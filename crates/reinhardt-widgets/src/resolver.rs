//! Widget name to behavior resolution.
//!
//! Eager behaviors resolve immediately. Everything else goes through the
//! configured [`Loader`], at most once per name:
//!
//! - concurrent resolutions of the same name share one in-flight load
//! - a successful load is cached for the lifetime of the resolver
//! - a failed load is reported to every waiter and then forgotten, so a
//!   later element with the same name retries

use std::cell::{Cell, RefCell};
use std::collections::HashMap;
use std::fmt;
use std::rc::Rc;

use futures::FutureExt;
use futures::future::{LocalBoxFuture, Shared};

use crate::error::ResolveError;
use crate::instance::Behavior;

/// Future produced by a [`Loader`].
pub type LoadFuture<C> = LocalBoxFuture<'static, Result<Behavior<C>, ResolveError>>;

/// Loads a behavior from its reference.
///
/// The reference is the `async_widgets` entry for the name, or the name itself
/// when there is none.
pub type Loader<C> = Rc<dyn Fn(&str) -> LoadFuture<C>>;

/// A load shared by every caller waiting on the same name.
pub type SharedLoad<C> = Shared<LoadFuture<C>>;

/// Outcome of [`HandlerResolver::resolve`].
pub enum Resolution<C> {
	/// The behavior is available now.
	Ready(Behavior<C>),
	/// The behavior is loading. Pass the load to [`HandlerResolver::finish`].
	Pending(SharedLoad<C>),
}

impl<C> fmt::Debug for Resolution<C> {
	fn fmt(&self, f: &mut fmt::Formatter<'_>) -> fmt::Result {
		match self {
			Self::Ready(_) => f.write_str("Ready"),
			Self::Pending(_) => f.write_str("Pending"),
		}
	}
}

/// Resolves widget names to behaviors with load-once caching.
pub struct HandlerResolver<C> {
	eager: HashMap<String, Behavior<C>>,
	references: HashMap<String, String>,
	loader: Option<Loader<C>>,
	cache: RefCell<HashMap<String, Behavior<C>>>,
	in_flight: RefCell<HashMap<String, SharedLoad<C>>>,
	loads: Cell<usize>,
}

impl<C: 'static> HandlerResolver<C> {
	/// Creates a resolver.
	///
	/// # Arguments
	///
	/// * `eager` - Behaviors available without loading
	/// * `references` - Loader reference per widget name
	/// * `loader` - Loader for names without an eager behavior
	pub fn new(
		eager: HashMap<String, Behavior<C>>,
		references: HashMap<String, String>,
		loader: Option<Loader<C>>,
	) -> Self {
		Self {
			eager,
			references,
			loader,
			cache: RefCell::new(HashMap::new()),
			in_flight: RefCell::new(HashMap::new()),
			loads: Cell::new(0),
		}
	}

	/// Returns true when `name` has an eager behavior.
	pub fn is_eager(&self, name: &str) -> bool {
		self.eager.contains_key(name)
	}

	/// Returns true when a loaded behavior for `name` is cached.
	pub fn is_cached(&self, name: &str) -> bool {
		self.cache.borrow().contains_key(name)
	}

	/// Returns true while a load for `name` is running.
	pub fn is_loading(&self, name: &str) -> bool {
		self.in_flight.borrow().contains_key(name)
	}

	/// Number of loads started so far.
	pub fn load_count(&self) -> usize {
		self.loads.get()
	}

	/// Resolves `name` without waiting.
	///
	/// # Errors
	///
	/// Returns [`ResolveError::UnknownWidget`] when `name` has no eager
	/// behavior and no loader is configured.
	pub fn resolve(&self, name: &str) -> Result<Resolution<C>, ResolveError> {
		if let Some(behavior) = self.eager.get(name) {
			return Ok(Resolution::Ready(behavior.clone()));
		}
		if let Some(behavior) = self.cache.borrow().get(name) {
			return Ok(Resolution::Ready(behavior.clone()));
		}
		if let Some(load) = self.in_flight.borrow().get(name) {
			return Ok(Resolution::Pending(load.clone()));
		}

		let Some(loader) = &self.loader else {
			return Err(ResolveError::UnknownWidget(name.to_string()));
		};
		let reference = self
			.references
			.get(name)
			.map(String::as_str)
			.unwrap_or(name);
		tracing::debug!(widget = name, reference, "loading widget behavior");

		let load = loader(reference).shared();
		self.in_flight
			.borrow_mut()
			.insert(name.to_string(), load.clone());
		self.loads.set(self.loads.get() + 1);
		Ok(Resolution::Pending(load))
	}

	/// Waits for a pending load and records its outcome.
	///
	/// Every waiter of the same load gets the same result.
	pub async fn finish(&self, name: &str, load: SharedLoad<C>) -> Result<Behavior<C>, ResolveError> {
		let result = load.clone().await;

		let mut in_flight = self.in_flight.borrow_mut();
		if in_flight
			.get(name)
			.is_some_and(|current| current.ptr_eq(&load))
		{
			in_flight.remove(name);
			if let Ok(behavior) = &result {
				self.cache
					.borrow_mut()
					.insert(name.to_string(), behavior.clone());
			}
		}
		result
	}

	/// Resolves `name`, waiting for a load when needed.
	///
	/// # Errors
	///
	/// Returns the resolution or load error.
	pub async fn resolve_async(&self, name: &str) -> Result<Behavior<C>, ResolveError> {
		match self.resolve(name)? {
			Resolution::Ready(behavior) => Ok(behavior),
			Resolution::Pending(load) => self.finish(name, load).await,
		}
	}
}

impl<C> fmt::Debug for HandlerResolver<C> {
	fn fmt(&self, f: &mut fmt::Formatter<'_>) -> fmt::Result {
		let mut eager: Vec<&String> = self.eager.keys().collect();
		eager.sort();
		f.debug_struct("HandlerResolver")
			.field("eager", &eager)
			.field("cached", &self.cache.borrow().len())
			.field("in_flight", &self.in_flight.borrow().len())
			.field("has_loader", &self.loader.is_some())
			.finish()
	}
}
━━━
[What is required]
Display every line of the listing that contains the string "type".

[Your response]
pub type LoadFuture<C> = LocalBoxFuture<'static, Result<Behavior<C>, ResolveError>>;
pub type Loader<C> = Rc<dyn Fn(&str) -> LoadFuture<C>>;
pub type SharedLoad<C> = Shared<LoadFuture<C>>;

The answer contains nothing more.